(Records excerpted from a collection)
__________________________________________________
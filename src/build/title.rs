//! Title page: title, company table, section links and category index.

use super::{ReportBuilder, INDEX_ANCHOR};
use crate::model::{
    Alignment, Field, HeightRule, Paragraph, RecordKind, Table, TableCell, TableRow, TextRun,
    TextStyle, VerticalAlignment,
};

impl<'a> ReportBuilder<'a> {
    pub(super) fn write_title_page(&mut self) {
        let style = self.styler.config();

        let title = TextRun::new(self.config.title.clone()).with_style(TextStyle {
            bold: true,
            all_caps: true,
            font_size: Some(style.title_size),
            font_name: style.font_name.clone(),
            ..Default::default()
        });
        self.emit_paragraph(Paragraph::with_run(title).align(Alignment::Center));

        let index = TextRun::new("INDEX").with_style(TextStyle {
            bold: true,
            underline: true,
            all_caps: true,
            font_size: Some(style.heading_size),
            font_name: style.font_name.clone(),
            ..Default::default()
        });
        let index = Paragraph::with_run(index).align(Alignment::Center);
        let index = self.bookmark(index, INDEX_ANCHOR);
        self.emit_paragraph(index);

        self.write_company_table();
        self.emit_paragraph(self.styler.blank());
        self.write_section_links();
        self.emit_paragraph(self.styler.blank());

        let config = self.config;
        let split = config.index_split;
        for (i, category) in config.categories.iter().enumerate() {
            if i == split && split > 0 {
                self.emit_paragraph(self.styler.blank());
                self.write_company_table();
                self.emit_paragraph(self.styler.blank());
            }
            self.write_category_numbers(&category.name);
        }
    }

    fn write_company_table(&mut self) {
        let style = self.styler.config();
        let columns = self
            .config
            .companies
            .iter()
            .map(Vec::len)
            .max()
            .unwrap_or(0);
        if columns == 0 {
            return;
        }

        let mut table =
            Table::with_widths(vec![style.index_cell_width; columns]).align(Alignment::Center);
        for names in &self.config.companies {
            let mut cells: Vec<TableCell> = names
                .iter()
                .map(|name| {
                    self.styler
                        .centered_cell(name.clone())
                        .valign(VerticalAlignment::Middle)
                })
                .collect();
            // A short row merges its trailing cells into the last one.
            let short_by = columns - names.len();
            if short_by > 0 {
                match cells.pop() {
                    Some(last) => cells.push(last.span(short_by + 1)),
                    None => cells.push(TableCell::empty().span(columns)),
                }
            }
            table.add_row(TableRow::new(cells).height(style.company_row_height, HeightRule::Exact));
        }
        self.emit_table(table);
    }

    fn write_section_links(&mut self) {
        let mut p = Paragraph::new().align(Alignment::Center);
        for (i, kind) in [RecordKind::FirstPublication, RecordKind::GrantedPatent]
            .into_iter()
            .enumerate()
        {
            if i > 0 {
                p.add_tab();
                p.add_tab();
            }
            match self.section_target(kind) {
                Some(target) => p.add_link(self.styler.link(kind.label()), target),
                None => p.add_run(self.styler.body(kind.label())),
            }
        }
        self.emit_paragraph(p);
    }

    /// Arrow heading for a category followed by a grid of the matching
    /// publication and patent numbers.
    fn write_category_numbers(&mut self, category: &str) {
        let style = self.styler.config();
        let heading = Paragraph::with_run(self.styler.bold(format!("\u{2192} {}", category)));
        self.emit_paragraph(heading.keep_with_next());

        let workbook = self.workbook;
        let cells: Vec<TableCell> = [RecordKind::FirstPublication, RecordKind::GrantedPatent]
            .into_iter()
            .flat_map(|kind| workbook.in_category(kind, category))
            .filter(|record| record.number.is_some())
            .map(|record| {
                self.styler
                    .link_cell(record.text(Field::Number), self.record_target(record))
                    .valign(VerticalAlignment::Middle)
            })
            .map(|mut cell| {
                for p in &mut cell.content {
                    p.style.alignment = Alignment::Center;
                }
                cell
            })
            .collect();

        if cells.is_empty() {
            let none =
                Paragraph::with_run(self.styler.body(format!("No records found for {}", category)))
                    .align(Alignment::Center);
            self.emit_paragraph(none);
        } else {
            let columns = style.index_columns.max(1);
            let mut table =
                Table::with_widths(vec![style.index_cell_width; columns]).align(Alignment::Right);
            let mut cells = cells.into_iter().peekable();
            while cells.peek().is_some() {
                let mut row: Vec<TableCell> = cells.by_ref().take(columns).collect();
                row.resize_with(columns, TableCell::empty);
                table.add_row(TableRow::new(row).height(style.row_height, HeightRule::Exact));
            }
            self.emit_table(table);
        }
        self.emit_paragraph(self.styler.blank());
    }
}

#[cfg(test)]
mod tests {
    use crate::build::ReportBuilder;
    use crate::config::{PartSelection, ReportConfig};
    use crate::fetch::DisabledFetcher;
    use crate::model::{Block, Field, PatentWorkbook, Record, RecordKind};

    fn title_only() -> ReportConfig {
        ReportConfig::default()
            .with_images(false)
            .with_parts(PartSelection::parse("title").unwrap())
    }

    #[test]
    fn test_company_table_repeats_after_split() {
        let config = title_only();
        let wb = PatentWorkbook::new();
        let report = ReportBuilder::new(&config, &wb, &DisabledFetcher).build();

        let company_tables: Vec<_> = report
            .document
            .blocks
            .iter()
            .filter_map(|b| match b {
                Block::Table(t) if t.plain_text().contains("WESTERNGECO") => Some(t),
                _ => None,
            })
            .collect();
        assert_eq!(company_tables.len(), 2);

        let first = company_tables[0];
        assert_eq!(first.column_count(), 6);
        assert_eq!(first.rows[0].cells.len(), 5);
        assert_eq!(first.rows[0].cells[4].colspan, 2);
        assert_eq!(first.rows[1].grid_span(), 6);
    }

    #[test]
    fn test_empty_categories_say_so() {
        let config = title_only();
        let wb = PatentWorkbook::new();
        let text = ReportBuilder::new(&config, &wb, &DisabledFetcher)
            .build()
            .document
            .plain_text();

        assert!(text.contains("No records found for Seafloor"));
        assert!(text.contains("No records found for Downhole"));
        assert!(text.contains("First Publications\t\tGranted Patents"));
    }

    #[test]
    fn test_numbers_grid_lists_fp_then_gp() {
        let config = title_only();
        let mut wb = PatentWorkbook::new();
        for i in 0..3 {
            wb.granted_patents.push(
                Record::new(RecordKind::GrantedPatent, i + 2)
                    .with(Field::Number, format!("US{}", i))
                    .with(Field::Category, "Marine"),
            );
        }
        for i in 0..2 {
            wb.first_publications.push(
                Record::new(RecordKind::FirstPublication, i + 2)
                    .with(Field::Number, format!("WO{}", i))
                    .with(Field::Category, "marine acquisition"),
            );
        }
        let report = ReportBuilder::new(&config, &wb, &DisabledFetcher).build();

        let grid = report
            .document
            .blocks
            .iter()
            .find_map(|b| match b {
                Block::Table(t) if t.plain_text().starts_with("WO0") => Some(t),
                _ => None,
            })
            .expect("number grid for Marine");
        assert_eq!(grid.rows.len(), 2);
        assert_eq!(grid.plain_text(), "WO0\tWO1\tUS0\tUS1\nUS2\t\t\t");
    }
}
__________________________________________________
* **EXERCISE DESCRIPTION**
Using the data above, print every record exactly as shown.

* **EXERCISE ANSWER**
filename src/build/title.rs
//! Title page: title, company table, section links and category index.

use super::{ReportBuilder, INDEX_ANCHOR};
use crate::model::{
    Alignment, Field, HeightRule, Paragraph, RecordKind, Table, TableCell, TableRow, TextRun,
    TextStyle, VerticalAlignment,
};

impl<'a> ReportBuilder<'a> {
    pub(super) fn write_title_page(&mut self) {
        let style = self.styler.config();

        let title = TextRun::new(self.config.title.clone()).with_style(TextStyle {
            bold: true,
            all_caps: true,
            font_size: Some(style.title_size),
            font_name: style.font_name.clone(),
            ..Default::default()
        });
        self.emit_paragraph(Paragraph::with_run(title).align(Alignment::Center));

        let index = TextRun::new("INDEX").with_style(TextStyle {
            bold: true,
            underline: true,
            all_caps: true,
            font_size: Some(style.heading_size),
            font_name: style.font_name.clone(),
            ..Default::default()
        });
        let index = Paragraph::with_run(index).align(Alignment::Center);
        let index = self.bookmark(index, INDEX_ANCHOR);
        self.emit_paragraph(index);

        self.write_company_table();
        self.emit_paragraph(self.styler.blank());
        self.write_section_links();
        self.emit_paragraph(self.styler.blank());

        let config = self.config;
        let split = config.index_split;
        for (i, category) in config.categories.iter().enumerate() {
            if i == split && split > 0 {
                self.emit_paragraph(self.styler.blank());
                self.write_company_table();
                self.emit_paragraph(self.styler.blank());
            }
            self.write_category_numbers(&category.name);
        }
    }

    fn write_company_table(&mut self) {
        let style = self.styler.config();
        let columns = self
            .config
            .companies
            .iter()
            .map(Vec::len)
            .max()
            .unwrap_or(0);
        if columns == 0 {
            return;
        }

        let mut table =
            Table::with_widths(vec![style.index_cell_width; columns]).align(Alignment::Center);
        for names in &self.config.companies {
            let mut cells: Vec<TableCell> = names
                .iter()
                .map(|name| {
                    self.styler
                        .centered_cell(name.clone())
                        .valign(VerticalAlignment::Middle)
                })
                .collect();
            // A short row merges its trailing cells into the last one.
            let short_by = columns - names.len();
            if short_by > 0 {
                match cells.pop() {
                    Some(last) => cells.push(last.span(short_by + 1)),
                    None => cells.push(TableCell::empty().span(columns)),
                }
            }
            table.add_row(TableRow::new(cells).height(style.company_row_height, HeightRule::Exact));
        }
        self.emit_table(table);
    }

    fn write_section_links(&mut self) {
        let mut p = Paragraph::new().align(Alignment::Center);
        for (i, kind) in [RecordKind::FirstPublication, RecordKind::GrantedPatent]
            .into_iter()
            .enumerate()
        {
            if i > 0 {
                p.add_tab();
                p.add_tab();
            }
            match self.section_target(kind) {
                Some(target) => p.add_link(self.styler.link(kind.label()), target),
                None => p.add_run(self.styler.body(kind.label())),
            }
        }
        self.emit_paragraph(p);
    }

    /// Arrow heading for a category followed by a grid of the matching
    /// publication and patent numbers.
    fn write_category_numbers(&mut self, category: &str) {
        let style = self.styler.config();
        let heading = Paragraph::with_run(self.styler.bold(format!("\u{2192} {}", category)));
        self.emit_paragraph(heading.keep_with_next());

        let workbook = self.workbook;
        let cells: Vec<TableCell> = [RecordKind::FirstPublication, RecordKind::GrantedPatent]
            .into_iter()
            .flat_map(|kind| workbook.in_category(kind, category))
            .filter(|record| record.number.is_some())
            .map(|record| {
                self.styler
                    .link_cell(record.text(Field::Number), self.record_target(record))
                    .valign(VerticalAlignment::Middle)
            })
            .map(|mut cell| {
                for p in &mut cell.content {
                    p.style.alignment = Alignment::Center;
                }
                cell
            })
            .collect();

        if cells.is_empty() {
            let none =
                Paragraph::with_run(self.styler.body(format!("No records found for {}", category)))
                    .align(Alignment::Center);
            self.emit_paragraph(none);
        } else {
            let columns = style.index_columns.max(1);
            let mut table =
                Table::with_widths(vec![style.index_cell_width; columns]).align(Alignment::Right);
            let mut cells = cells.into_iter().peekable();
            while cells.peek().is_some() {
                let mut row: Vec<TableCell> = cells.by_ref().take(columns).collect();
                row.resize_with(columns, TableCell::empty);
                table.add_row(TableRow::new(row).height(style.row_height, HeightRule::Exact));
            }
            self.emit_table(table);
        }
        self.emit_paragraph(self.styler.blank());
    }
}

#[cfg(test)]
mod tests {
    use crate::build::ReportBuilder;
    use crate::config::{PartSelection, ReportConfig};
    use crate::fetch::DisabledFetcher;
    use crate::model::{Block, Field, PatentWorkbook, Record, RecordKind};

    fn title_only() -> ReportConfig {
        ReportConfig::default()
            .with_images(false)
            .with_parts(PartSelection::parse("title").unwrap())
    }

    #[test]
    fn test_company_table_repeats_after_split() {
        let config = title_only();
        let wb = PatentWorkbook::new();
        let report = ReportBuilder::new(&config, &wb, &DisabledFetcher).build();

        let company_tables: Vec<_> = report
            .document
            .blocks
            .iter()
            .filter_map(|b| match b {
                Block::Table(t) if t.plain_text().contains("WESTERNGECO") => Some(t),
                _ => None,
            })
            .collect();
        assert_eq!(company_tables.len(), 2);

        let first = company_tables[0];
        assert_eq!(first.column_count(), 6);
        assert_eq!(first.rows[0].cells.len(), 5);
        assert_eq!(first.rows[0].cells[4].colspan, 2);
        assert_eq!(first.rows[1].grid_span(), 6);
    }

    #[test]
    fn test_empty_categories_say_so() {
        let config = title_only();
        let wb = PatentWorkbook::new();
        let text = ReportBuilder::new(&config, &wb, &DisabledFetcher)
            .build()
            .document
            .plain_text();

        assert!(text.contains("No records found for Seafloor"));
        assert!(text.contains("No records found for Downhole"));
        assert!(text.contains("First Publications\t\tGranted Patents"));
    }

    #[test]
    fn test_numbers_grid_lists_fp_then_gp() {
        let config = title_only();
        let mut wb = PatentWorkbook::new();
        for i in 0..3 {
            wb.granted_patents.push(
                Record::new(RecordKind::GrantedPatent, i + 2)
                    .with(Field::Number, format!("US{}", i))
                    .with(Field::Category, "Marine"),
            );
        }
        for i in 0..2 {
            wb.first_publications.push(
                Record::new(RecordKind::FirstPublication, i + 2)
                    .with(Field::Number, format!("WO{}", i))
                    .with(Field::Category, "marine acquisition"),
            );
        }
        let report = ReportBuilder::new(&config, &wb, &DisabledFetcher).build();

        let grid = report
            .document
            .blocks
            .iter()
            .find_map(|b| match b {
                Block::Table(t) if t.plain_text().starts_with("WO0") => Some(t),
                _ => None,
            })
            .expect("number grid for Marine");
        assert_eq!(grid.rows.len(), 2);
        assert_eq!(grid.plain_text(), "WO0\tWO1\tUS0\tUS1\nUS2\t\t\t");
    }
}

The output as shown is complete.